2 – Fundamentando a sua reclamação, a reclamante discorre do
seguinte jeito:
«1°
Ao alegarem em sede de recurso, fez inserir nas alegações os pontos 6 e 7 das
conclusões.
2°
Nestes se diz que:
“6). — Dar como provado um dado montante certo – e não por equidade! – para
“ajudas de custo” ilegais, quando se tem de concluir, como se faz na douta
fundamentação, que “malgré l’éffort”, mais se não consegue porque “Parte da
actividade do CICCPN e dos pagamentos efectuados no período de tempo em questão
não se encontram reflectidos no sistema de contabilidade geral (designadamente
as “ajudas de custo” que, na sua maioria, (!!) não têm suporte em qualquer
documento próprio de deslocação), (sic – com sublinhado e enfático, nossos!)
é dar como provado o todo, partindo da parte (“a maioria”)
Isto chama-se contradição insanável da fundamentação e violação da regra da
“certeza” histórica da condenação, face à regra do “in dubio pro reo” – cfr. a
sindicabilidade neste caso, no aresto do SJ200506160015765, de 16-06-2005,
relatado pelo Cons. PEREIRA MADEIRA, sob pena de, atendendo à literalidade do
art. 410º nº 2, se estar a fazer deste, interpretação ferida de
inconstitucionalidade, por preterição do “direito a recurso” e da presunção de
inocência, previsto no art. 32º da C. Rep.
7) – Dar como assente que “segundo a factualidade constante da mesma peça
processual, a falsidade de dada acta e de dados actos terão sido praticados no
decurso da Auditoria levada a cabo pelo I.E.F.P.”, se isso não ressalta da
matéria dada como provada, e daí partir para considerar que esse “crime”,
reportado a um documento elaborado há mais de 5 anos, e que, na tese do douto
tribunal, é “autónomo” do de peculato, não está prescrito, é desconsiderar o
princípio do “in dubio pro reo” quanto a facto extintivo da infracção – apud C.
Ferreira, Lições, vol.

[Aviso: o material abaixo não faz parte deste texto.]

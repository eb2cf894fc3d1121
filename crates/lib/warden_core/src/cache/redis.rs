//! Redis-backed cache store (feature `redis`).

use std::time::Duration;

use async_trait::async_trait;
use redis::aio::ConnectionManager;

use super::{CacheResult, CacheStore};

/// [`CacheStore`] over a shared, auto-reconnecting Redis connection.
#[derive(Clone)]
pub struct RedisCacheStore {
    conn: ConnectionManager,
}

impl RedisCacheStore {
    pub async fn connect(url: &str) -> CacheResult<Self> {
        let client = redis::Client::open(url)?;
        let conn = ConnectionManager::new(client).await?;
        Ok(Self { conn })
    }
}

#[async_trait]
impl CacheStore for RedisCacheStore {
    async fn get(&self, key: &str) -> CacheResult<Option<String>> {
        let mut conn = self.conn.clone();
        let value: Option<String> = redis::cmd("GET").arg(key).query_async(&mut conn).await?;
        Ok(value)
    }

    async fn set(&self, key: &str, value: String, ttl: Duration) -> CacheResult<()> {
        let mut conn = self.conn.clone();
        let _: () = redis::cmd("SET")
            .arg(key)
            .arg(value)
            .arg("EX")
            .arg(ttl.as_secs().max(1))
            .query_async(&mut conn)
            .await?;
        Ok(())
    }

    async fn delete(&self, keys: &[String]) -> CacheResult<()> {
        if keys.is_empty() {
            return Ok(());
        }
        let mut conn = self.conn.clone();
        let _: i64 = redis::cmd("DEL").arg(keys).query_async(&mut conn).await?;
        Ok(())
    }

    async fn delete_pattern(&self, pattern: &str) -> CacheResult<()> {
        let keys = self.keys(pattern).await?;
        self.delete(&keys).await
    }

    async fn keys(&self, pattern: &str) -> CacheResult<Vec<String>> {
        let mut conn = self.conn.clone();
        let keys: Vec<String> = redis::cmd("KEYS")
            .arg(pattern)
            .query_async(&mut conn)
            .await?;
        Ok(keys)
    }
}
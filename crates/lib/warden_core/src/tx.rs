//! Transaction orchestration.

use std::panic::AssertUnwindSafe;
use std::sync::Arc;

use futures::FutureExt;
use futures::future::BoxFuture;
use tracing::{error, warn};

use crate::error::{ServiceError, ServiceResult};
use crate::repo::Resources;
use crate::store::{Storage, StorageTx};

const SOURCE: &str = "tx";

/// Runs a unit of work inside one storage transaction.
#[derive(Clone)]
pub struct TxManager {
    storage: Arc<dyn Storage>,
}

impl TxManager {
    pub fn new(res: &Resources) -> Self {
        Self {
            storage: res.storage.clone(),
        }
    }

    /// Run `work` in a transaction.
    ///
    /// `Ok` commits. `Err` rolls back and returns the errors unchanged. A
    /// panic inside `work`, or a failure to begin or commit, rolls back and
    /// yields a single `TransactionFailed` error. Rollback runs at most once,
    /// and the transaction handle is released on every path.
    pub async fn with_transaction<T, F>(&self, work: F) -> ServiceResult<T>
    where
        T: Send,
        F: for<'t> FnOnce(&'t mut dyn StorageTx) -> BoxFuture<'t, ServiceResult<T>> + Send,
    {
        let mut tx = self.storage.begin().await.map_err(|e| {
            error!(error = %e, "failed to begin transaction");
            ServiceError::transaction_failed(SOURCE, "Could not start transaction")
        })?;

        let outcome = AssertUnwindSafe(async { work(tx.as_mut()).await })
            .catch_unwind()
            .await;

        match outcome {
            Ok(Ok(value)) => {
                tx.commit().await.map_err(|e| {
                    error!(error = %e, "failed to commit transaction");
                    ServiceError::transaction_failed(SOURCE, "Could not commit transaction")
                })?;
                Ok(value)
            }
            Ok(Err(errors)) => {
                rollback(tx).await;
                Err(errors)
            }
            Err(_) => {
                error!("transaction work panicked");
                rollback(tx).await;
                Err(ServiceError::transaction_failed(SOURCE, "Transaction aborted unexpectedly").into())
            }
        }
    }
}

async fn rollback(tx: Box<dyn StorageTx>) {
    if let Err(e) = tx.rollback().await {
        warn!(error = %e, "rollback failed");
    }
}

II, pág. 43, como Ac. Rel. Lxª, de 22.06.83, in C.J.,
VIII, tomo 3, pág. 189.“
3°
Desatendida essa arguição, fez apresentar recurso,
4°
Indicando que a razão legal da divergência era a interpretação que o douto
Tribunal tinha dado às normas ali citadas, – “na linha dos pontos 6 e 7 das
conclusões de recurso”,
5º
por deficiente interpretação das mesmas face a imperativo
constitucional.
6º
Indicou, pois, a norma que se julga estar ferida de inconstitucionalidade, se
permitisse tal leitura e interpretação.
7º
E explicitou qual a norma da lei fundamental que, assim, legitimava a
inconstitucionalidade do juízo decisório (doc. nº 1).
8º
Porque o douto Tribunal “a quo” não percebesse essa formulação,
9º
E embora não tivesse feito rejeição inicial,
10º
Fez convite a esclarecimento (doc. nº 2).
11º
Seguidamente e porque se entendeu não necessitar de explicitação, aquilo que não
fora motivo de não recebimento, passou a sê-lo. (doc. nº 3).
Ora,
12º
O legislador o que pretende de modo a poder ser proferida eventual decisão
sumária – é a fundamentação jurídica,
13º
Traduzida esta na indicação da norma aplicada, sentido da sua aplicação, razão
da desconformidade entre o sentido em que a norma foi interpretada (ou
aplicada), e como a mesma deveria ser entendida, em dado contexto sistemático.
14º
Isso foi referenciado no inicial requerimento de alegações de recurso,
15º
pois se fez remissão para a fundamentação apresentada, a qual não mereceu
acolhimento.
16º
Como o recurso subia nos autos,
17º
e nestes constava a discussão sobre a questão ora apreciada nesse Venerando
Tribunal,
18º
nem sequer por mera adesão, mas por reprodução do já antes alegado,
19º
ou seja, a economia de meios que levaram à consideração do regime dos artigos
705, 713, nºs 5 e 6 do C.P.C.,
20º
restringiu a fundamentação – não das alegações – dos pressupostos de
admissibilidade do recurso, designadamente quanto ao interesse em agir na
interposição do mesmos, sobre àquela matéria já apreciada, porque exposta e com
amplitude.
21º
Parece, pois, que há causa de pedir explícita e pedido no requerimento de
abertura de instância de recurso, e estão assentes os demais pressupostos
processuais da instância a iniciar, quer subjectivos quer objectivos.
22º
O meio de reagir parece ser o idóneo, por reagir contra decisão que é
definitiva, atento o novo regime de competência do relator, após nova redacção
dada ao C.P.P.,
23º
já que não tem a ver com a procedência da discordância quanto ao tema da decisão
em 1ª instância.
Assim, vem requerer a V. Ex.ª que Se digne ordenar a subida do recurso de fls.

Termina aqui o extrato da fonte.